The grand question is: What to do on your wedding day? The McQueeny Uncles came prepared, with my Uncle Robert telling me the day before, that on the wedding day itself I should come hang out in their room, as Rob had come stocked with chips, dip, and “Soders.” For myself focused on giving the best man speech, and Matt focused on getting married, the day consisted of a fruitless effort to find something to keep your mind off of the one thing that has completely taken over your mind.

Matt, Tom and I went out to breakfast- a last meal of sorts. Tom got only toast, his reasoning being that he planned on going to town on all the food at Matt’s wedding. Afterwards, we went out to go bowling. The original plan was to find an indoor basketball court and play a couple games. Matt vetoed that plan, reasoning that if someone went to the rim and got hard fouled (which is a likelihood, as my motto is ‘no easy buckets’), Matt would suddenly be less likely to be walking down the aisle, so much as hobbling down the aisle. However, as we began to bowl, we soon realized that a bowling injury would be more dangerous to Matt’s matrimony than an injured ankle. We began to picture it, as Father White utters the words, “Melany, will you now place the ring on Matt’s finger,” for Matt to hold his hand up, and Melany to see Matt’s finger broken sideways from a bowling ball accident.

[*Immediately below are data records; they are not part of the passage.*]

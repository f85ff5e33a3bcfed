//! API key cookie parsing
//!
//! The cookie value is `<id>-<secret>`. Only the shape is checked here; nothing
//! touches the store until the shape is right.

use crate::session::errors::AuthError;

/// Separator between the public identifier and the secret
pub const SEPARATOR: char = '-';

/// Default length of the public identifier segment
pub const DEFAULT_ID_LENGTH: usize = 10;

/// Default length of the secret segment
pub const DEFAULT_SECRET_LENGTH: usize = 22;

/// Expected shape of a presented API key
#[derive(Debug, Clone, Copy, PartialEq, Eq)]
pub struct CredentialFormat {
    pub id_length: usize,
    pub secret_length: usize,
}

impl Default for CredentialFormat {
    fn default() -> Self {
        Self {
            id_length: DEFAULT_ID_LENGTH,
            secret_length: DEFAULT_SECRET_LENGTH,
        }
    }
}

/// A structurally valid API key
///
/// `Debug` redacts the secret.
#[derive(Clone, PartialEq, Eq)]
pub struct ApiKeyCredential {
    pub id: String,
    secret: String,
}

impl std::fmt::Debug for ApiKeyCredential {
    fn fmt(&self, f: &mut std::fmt::Formatter<'_>) -> std::fmt::Result {
        f.debug_struct("ApiKeyCredential")
            .field("id", &self.id)
            .field("secret", &"<redacted>")
            .finish()
    }
}

impl ApiKeyCredential {
    /// Parse a raw cookie value
    ///
    /// # Errors
    ///
    /// Returns `AuthError::MalformedCredential` if the value does not split into
    /// exactly two segments or either segment has the wrong length
    pub fn parse(value: &str, format: &CredentialFormat) -> Result<Self, AuthError> {
        let mut segments = value.split(SEPARATOR);
        let (Some(id), Some(secret), None) = (segments.next(), segments.next(), segments.next())
        else {
            return Err(AuthError::MalformedCredential(
                "expected exactly two segments",
            ));
        };

        // Byte lengths: issued keys are ASCII alphanumerics.
        if id.len() != format.id_length {
            return Err(AuthError::MalformedCredential("invalid id length"));
        }
        if secret.len() != format.secret_length {
            return Err(AuthError::MalformedCredential("invalid secret length"));
        }

        Ok(Self {
            id: id.to_string(),
            secret: secret.to_string(),
        })
    }

    #[must_use]
    pub fn secret(&self) -> &str {
        &self.secret
    }
}
//! Cross-module results and the final exam verdict.
//!
//! The aggregate divides by the question count of *every* module in the
//! sequence, finished or not, so its percentage is only final once
//! [`Aggregator::is_sequence_complete`] holds. Reports carry `is_complete`
//! for that reason.

use std::collections::BTreeMap;

use serde::{Deserialize, Serialize};

use crate::bank::Module;
use crate::error::GradeError;
use crate::grading::{self, Grade, Tier, REMEDIATION_THRESHOLD};
use crate::session::SessionStats;

/// Finalised stats of one module attempt.
#[derive(Debug, Clone, Copy, PartialEq, Eq, Serialize, Deserialize)]
pub struct ModuleResult {
    pub question_count: u32,
    pub stats: SessionStats,
}

impl ModuleResult {
    /// # Errors
    ///
    /// Returns `GradeError::DegenerateModule` if `question_count` is zero.
    pub fn percentage(&self) -> Result<u8, GradeError> {
        self.stats.percentage(self.question_count)
    }

    /// # Errors
    ///
    /// Returns `GradeError::DegenerateModule` if `question_count` is zero.
    pub fn grade(&self) -> Result<Grade, GradeError> {
        self.stats.grade(self.question_count)
    }
}

#[derive(Debug, Clone, Copy, PartialEq, Eq, Serialize, Deserialize)]
#[serde(rename_all = "snake_case")]
pub enum FinalView {
    Certificate,
    Report,
}

#[derive(Debug, Clone, PartialEq, Eq, Serialize)]
pub struct ModuleBreakdown {
    pub module_id: String,
    pub title: String,
    pub question_count: u32,
    pub result: Option<ModuleResult>,
    pub percentage: Option<u8>,
    pub tier: Option<Tier>,
}

#[derive(Debug, Clone, PartialEq, Eq, Serialize)]
pub struct AggregateReport {
    pub total_correct: u32,
    pub total_questions: u32,
    pub total_elapsed_secs: u64,
    pub grade: Grade,
    pub is_complete: bool,
    pub is_certificate_eligible: bool,
    pub modules: Vec<ModuleBreakdown>,
    /// Modules scored below the remediation threshold, or not attempted.
    pub remediation: Vec<String>,
}

impl AggregateReport {
    pub fn percentage(&self) -> u8 {
        self.grade.percentage
    }

    /// Which end-of-exam view applies. `None` until every module is done.
    pub fn final_view(&self) -> Option<FinalView> {
        if !self.is_complete {
            return None;
        }
        Some(if self.is_certificate_eligible {
            FinalView::Certificate
        } else {
            FinalView::Report
        })
    }
}

/// Stores one result per module id. A retry overwrites the earlier result.
#[derive(Debug, Clone, Default, PartialEq, Eq, Serialize, Deserialize)]
pub struct Aggregator {
    results: BTreeMap<String, ModuleResult>,
}

impl Aggregator {
    pub fn new() -> Self {
        Self::default()
    }

    /// Store the result for `module_id`, replacing any earlier one.
    /// Returns true when a previous result was replaced.
    pub fn record_module_result(
        &mut self,
        module_id: &str,
        question_count: u32,
        stats: SessionStats,
    ) -> bool {
        let replaced = self
            .results
            .insert(
                module_id.to_string(),
                ModuleResult {
                    question_count,
                    stats,
                },
            )
            .is_some();
        tracing::info!(
            module = module_id,
            replaced,
            correct = stats.correct,
            "module result recorded"
        );
        replaced
    }

    pub fn result(&self, module_id: &str) -> Option<&ModuleResult> {
        self.results.get(module_id)
    }

    pub fn completed_module_ids(&self) -> impl Iterator<Item = &str> + '_ {
        self.results.keys().map(String::as_str)
    }

    pub fn is_completed(&self, module_id: &str) -> bool {
        self.results.contains_key(module_id)
    }

    pub fn is_sequence_complete<S: AsRef<str>>(&self, sequence: &[S]) -> bool {
        sequence.iter().all(|id| self.is_completed(id.as_ref()))
    }

    /// Combine the results of `sequence` into one graded report.
    ///
    /// # Errors
    ///
    /// Returns `GradeError::DegenerateModule` if the sequence holds no
    /// questions at all.
    pub fn compute_aggregate<'a>(
        &self,
        sequence: impl IntoIterator<Item = &'a Module>,
    ) -> Result<AggregateReport, GradeError> {
        let mut total_correct = 0_u32;
        let mut total_questions = 0_u32;
        let mut total_elapsed_secs = 0_u64;
        let mut is_complete = true;
        let mut modules = Vec::new();
        let mut remediation = Vec::new();

        for module in sequence {
            let question_count = module.question_count();
            total_questions = total_questions.saturating_add(question_count);

            let result = self.results.get(&module.id).copied();
            let percentage = match result {
                Some(r) => {
                    total_correct = total_correct.saturating_add(r.stats.correct);
                    total_elapsed_secs =
                        total_elapsed_secs.saturating_add(r.stats.total_elapsed_secs);
                    Some(grading::percentage(r.stats.correct, question_count)?)
                }
                None => {
                    is_complete = false;
                    None
                }
            };
            if percentage.map_or(true, |p| p < REMEDIATION_THRESHOLD) {
                remediation.push(module.id.clone());
            }
            modules.push(ModuleBreakdown {
                module_id: module.id.clone(),
                title: module.title.clone(),
                question_count,
                result,
                percentage,
                tier: percentage.map(|p| grading::grade(p).tier),
            });
        }

        let grade = grading::grade(grading::percentage(total_correct, total_questions)?);
        Ok(AggregateReport {
            total_correct,
            total_questions,
            total_elapsed_secs,
            is_certificate_eligible: is_complete
                && grading::is_certificate_eligible(grade.percentage),
            grade,
            is_complete,
            modules,
            remediation,
        })
    }

    /// Forget every result, for a full re-run of the sequence.
    pub fn reset(&mut self) {
        self.results.clear();
    }
}

#[cfg(test)]
mod tests {
    use super::*;
    use crate::bank::Question;
    use proptest::prelude::*;

    fn module(id: &str, n: usize) -> Module {
        Module {
            id: id.into(),
            title: id.to_uppercase(),
            description: String::new(),
            questions: (0..n)
                .map(|i| Question {
                    prompt: format!("{id}{i}"),
                    options: vec!["a".into(), "b".into()],
                    correct_answer: "a".into(),
                    feedback: String::new(),
                })
                .collect(),
        }
    }

    fn stats(correct: u32, incorrect: u32, skipped: u32) -> SessionStats {
        SessionStats {
            correct,
            incorrect,
            skipped,
            total_elapsed_secs: 30,
        }
    }

    fn three() -> Vec<Module> {
        vec![module("a", 20), module("b", 20), module("c", 20)]
    }

    #[test]
    fn perfect_run_earns_certificate() {
        let modules = three();
        let mut agg = Aggregator::new();
        for m in &modules {
            agg.record_module_result(&m.id, 20, stats(20, 0, 0));
        }

        let report = agg.compute_aggregate(&modules).unwrap();
        assert_eq!(report.percentage(), 100);
        assert_eq!(report.grade.tier, Tier::Expert);
        assert!(report.is_certificate_eligible);
        assert_eq!(report.final_view(), Some(FinalView::Certificate));
        assert!(report.remediation.is_empty());
        assert_eq!(report.total_elapsed_secs, 90);
    }

    #[test]
    fn sixty_percent_gets_report() {
        let modules = three();
        let mut agg = Aggregator::new();
        agg.record_module_result("a", 20, stats(16, 4, 0));
        agg.record_module_result("b", 20, stats(12, 6, 2));
        agg.record_module_result("c", 20, stats(8, 10, 2));

        assert!(agg.is_sequence_complete(&["a", "b", "c"]));
        let report = agg.compute_aggregate(&modules).unwrap();
        assert_eq!(report.percentage(), 60);
        assert!(report.grade.is_passing);
        assert!(!report.is_certificate_eligible);
        assert_eq!(report.final_view(), Some(FinalView::Report));
        assert_eq!(report.remediation, vec!["c".to_string()]);
    }

    #[test]
    fn incomplete_sequence_divides_by_full_denominator() {
        let modules = three();
        let mut agg = Aggregator::new();
        agg.record_module_result("a", 20, stats(20, 0, 0));

        let report = agg.compute_aggregate(&modules).unwrap();
        assert!(!report.is_complete);
        assert_eq!(report.total_questions, 60);
        assert_eq!(report.percentage(), 33);
        assert_eq!(report.final_view(), None);
        assert!(!report.is_certificate_eligible);
        assert_eq!(report.remediation, vec!["b".to_string(), "c".to_string()]);
    }

    #[test]
    fn retry_overwrites_instead_of_adding() {
        let modules = three();
        let mut agg = Aggregator::new();
        assert!(!agg.record_module_result("a", 20, stats(5, 15, 0)));
        assert!(agg.record_module_result("a", 20, stats(18, 2, 0)));

        let report = agg.compute_aggregate(&modules).unwrap();
        assert_eq!(report.total_correct, 18);
        assert_eq!(agg.completed_module_ids().count(), 1);
    }

    #[test]
    fn zero_question_sequence_fails_fast() {
        let agg = Aggregator::new();
        let err = agg.compute_aggregate(&Vec::<Module>::new()).unwrap_err();
        assert_eq!(err, GradeError::DegenerateModule);
    }

    #[test]
    fn reset_clears_progress() {
        let mut agg = Aggregator::new();
        agg.record_module_result("a", 20, stats(20, 0, 0));
        agg.reset();
        assert!(!agg.is_completed("a"));
        assert!(!agg.is_sequence_complete(&["a"]));
    }

    proptest! {
        #[test]
        fn recording_twice_equals_recording_once(
            correct in 0u32..=20,
            incorrect in 0u32..=20,
            which in 0usize..3,
        ) {
            let modules = three();
            let id = &modules[which].id;
            let s = stats(correct, incorrect.min(20 - correct), 0);

            let mut once = Aggregator::new();
            once.record_module_result(id, 20, s);
            let mut twice = once.clone();
            twice.record_module_result(id, 20, s);

            prop_assert_eq!(&once, &twice);
            prop_assert_eq!(
                once.compute_aggregate(&modules).unwrap(),
                twice.compute_aggregate(&modules).unwrap()
            );
        }
    }
}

The day continued in imaginary time. Though events and activities got carried out in the day, they existed in a dream chronology, with everything happening, but everything happening in expedited and fast-forward motion. We were a part of the happenings, but only as casual witnesses to it, with time briskly carrying us towards the day’s eventualities.

Before we knew it, we were tux-clad, and Crystal Plaza-bound. In true wedding custom, as men, we were more like furniture in the ceremony, rather than actual participants in it, with us being hurriedly moved to the wedding hall, told where to go, and told to stay put. When an employee of the Crystal Plaza came up to us and asked if there was anything she could get for us, before the question was fully completed, Matt’s boss and groomsman JIG was already in the process of saying, “Captain and Cokes, keep ‘em coming.”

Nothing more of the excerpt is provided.